• [Task instructions] For the entries below, say how many lines hold the word "crates", with the number as the only reply.

(Input records begins)

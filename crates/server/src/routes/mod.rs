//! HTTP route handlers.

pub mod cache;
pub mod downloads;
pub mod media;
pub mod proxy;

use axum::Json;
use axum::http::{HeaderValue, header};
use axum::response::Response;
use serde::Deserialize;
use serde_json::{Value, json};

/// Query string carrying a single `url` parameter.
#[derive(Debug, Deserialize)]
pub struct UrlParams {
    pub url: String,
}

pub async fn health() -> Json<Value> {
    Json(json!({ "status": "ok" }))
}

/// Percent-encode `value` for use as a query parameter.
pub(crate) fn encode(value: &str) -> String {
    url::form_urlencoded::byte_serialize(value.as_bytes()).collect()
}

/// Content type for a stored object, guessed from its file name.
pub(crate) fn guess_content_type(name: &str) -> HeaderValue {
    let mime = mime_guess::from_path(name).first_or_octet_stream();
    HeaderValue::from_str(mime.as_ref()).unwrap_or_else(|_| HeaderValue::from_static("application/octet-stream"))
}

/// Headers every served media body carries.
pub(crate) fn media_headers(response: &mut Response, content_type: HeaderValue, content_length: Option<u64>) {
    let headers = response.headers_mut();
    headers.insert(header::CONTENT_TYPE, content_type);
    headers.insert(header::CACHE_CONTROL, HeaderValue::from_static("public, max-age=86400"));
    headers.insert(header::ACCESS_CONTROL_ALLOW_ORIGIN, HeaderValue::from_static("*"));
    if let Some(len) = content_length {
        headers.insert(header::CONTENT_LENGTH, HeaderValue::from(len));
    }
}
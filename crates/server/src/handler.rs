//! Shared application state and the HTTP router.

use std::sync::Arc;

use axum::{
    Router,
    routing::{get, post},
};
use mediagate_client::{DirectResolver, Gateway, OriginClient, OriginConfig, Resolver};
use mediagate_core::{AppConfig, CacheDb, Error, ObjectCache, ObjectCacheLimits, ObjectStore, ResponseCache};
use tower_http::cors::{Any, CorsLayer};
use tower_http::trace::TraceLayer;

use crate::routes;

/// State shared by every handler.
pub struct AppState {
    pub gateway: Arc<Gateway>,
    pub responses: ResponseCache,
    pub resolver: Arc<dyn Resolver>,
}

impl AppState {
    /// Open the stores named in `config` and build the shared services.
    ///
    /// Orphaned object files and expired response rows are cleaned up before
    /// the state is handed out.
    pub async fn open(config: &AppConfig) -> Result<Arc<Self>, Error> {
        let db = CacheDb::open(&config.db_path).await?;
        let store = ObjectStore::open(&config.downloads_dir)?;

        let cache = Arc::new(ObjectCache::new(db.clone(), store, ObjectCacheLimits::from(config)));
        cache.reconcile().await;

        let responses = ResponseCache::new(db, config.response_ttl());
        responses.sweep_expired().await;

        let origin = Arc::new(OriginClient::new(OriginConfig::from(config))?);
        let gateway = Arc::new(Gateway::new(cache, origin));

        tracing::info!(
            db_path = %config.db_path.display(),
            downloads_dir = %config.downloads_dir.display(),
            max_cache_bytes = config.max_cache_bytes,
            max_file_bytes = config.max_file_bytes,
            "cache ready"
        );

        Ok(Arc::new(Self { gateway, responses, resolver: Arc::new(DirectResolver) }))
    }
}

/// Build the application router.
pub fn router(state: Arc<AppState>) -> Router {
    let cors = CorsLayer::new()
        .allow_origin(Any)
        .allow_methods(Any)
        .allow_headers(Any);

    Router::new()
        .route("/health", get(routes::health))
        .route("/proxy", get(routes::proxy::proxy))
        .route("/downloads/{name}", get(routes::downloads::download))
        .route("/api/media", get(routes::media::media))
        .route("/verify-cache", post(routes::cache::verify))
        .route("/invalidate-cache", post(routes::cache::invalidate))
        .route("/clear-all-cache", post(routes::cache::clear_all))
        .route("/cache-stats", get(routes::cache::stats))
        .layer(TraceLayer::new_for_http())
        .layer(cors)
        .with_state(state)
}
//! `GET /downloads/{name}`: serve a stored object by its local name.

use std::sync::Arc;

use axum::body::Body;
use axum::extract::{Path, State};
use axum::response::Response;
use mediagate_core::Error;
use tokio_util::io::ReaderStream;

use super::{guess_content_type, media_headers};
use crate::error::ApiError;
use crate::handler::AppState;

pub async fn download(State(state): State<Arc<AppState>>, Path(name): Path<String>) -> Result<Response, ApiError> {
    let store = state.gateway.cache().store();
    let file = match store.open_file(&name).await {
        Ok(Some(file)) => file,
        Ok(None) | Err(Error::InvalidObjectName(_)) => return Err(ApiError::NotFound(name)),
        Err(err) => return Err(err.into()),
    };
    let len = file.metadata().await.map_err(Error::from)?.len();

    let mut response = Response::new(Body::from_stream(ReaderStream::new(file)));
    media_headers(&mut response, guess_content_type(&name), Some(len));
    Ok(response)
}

(Input records ends)

• [Answer for the task] 2